─── Given records

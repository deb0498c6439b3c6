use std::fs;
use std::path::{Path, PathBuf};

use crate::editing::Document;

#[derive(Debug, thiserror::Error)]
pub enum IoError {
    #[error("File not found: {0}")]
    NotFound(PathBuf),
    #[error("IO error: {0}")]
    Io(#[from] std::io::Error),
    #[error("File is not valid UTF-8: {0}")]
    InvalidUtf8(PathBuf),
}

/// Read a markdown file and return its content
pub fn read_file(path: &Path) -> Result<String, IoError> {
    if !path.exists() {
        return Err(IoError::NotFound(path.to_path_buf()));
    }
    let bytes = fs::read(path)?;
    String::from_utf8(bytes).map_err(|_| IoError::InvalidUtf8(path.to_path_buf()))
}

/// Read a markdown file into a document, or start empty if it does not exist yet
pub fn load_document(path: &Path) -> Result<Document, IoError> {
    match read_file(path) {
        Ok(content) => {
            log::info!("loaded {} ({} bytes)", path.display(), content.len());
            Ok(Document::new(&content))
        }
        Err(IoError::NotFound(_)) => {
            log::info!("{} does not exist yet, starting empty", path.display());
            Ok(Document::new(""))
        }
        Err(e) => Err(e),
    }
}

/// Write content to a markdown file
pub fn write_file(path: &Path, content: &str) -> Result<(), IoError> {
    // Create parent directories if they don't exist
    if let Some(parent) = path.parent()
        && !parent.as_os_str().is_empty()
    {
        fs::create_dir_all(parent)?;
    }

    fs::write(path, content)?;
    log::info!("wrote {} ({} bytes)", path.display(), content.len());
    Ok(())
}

──────
─── Given records

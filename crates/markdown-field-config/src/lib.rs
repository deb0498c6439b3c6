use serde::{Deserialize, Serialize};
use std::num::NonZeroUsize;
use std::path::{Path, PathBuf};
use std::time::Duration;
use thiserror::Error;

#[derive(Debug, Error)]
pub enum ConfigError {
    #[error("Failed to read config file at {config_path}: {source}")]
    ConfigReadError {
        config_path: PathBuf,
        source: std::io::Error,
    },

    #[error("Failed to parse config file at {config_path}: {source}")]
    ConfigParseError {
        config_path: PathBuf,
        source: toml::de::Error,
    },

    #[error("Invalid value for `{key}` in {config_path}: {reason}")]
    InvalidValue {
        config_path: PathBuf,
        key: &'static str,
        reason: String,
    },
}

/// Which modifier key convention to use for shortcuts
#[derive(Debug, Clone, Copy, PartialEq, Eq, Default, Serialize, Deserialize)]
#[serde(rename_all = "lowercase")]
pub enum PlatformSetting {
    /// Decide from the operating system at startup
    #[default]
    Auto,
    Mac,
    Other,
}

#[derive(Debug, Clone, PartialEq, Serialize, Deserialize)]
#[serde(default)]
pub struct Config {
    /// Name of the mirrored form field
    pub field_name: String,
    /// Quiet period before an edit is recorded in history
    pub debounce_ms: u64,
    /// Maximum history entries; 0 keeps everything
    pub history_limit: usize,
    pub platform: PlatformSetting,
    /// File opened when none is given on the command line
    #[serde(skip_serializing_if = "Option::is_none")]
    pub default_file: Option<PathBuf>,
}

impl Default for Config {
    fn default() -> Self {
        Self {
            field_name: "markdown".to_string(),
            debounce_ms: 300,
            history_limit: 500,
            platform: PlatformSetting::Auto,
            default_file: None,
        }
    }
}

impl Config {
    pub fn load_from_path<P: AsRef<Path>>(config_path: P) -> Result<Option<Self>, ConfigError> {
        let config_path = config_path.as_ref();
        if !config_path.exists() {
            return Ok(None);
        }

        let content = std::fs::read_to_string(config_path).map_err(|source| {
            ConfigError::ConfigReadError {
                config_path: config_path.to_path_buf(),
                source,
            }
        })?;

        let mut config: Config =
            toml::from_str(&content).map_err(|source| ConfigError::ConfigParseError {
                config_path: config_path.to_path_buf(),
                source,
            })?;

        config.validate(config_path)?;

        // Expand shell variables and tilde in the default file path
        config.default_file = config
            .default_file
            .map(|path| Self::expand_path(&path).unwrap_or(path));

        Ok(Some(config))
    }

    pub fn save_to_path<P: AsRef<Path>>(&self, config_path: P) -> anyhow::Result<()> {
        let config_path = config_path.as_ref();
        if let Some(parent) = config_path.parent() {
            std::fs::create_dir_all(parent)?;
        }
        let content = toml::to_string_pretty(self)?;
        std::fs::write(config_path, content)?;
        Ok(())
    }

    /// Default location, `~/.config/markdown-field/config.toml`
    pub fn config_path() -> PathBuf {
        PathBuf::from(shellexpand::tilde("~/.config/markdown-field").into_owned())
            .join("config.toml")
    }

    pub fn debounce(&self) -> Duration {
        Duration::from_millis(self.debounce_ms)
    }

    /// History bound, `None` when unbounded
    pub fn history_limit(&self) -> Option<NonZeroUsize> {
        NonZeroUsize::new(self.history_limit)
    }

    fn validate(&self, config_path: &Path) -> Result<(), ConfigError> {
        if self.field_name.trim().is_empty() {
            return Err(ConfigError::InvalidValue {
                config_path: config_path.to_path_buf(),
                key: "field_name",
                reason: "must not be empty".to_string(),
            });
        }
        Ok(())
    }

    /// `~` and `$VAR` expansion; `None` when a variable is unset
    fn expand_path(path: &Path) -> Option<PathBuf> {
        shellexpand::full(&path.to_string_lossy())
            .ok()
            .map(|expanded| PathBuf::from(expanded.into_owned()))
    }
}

──────

> _What to do_:
For every line above that includes the string "NonZeroUsize", copy the line.

> _Answer box_:
use std::num::NonZeroUsize;
    pub fn history_limit(&self) -> Option<NonZeroUsize> {
        NonZeroUsize::new(self.history_limit)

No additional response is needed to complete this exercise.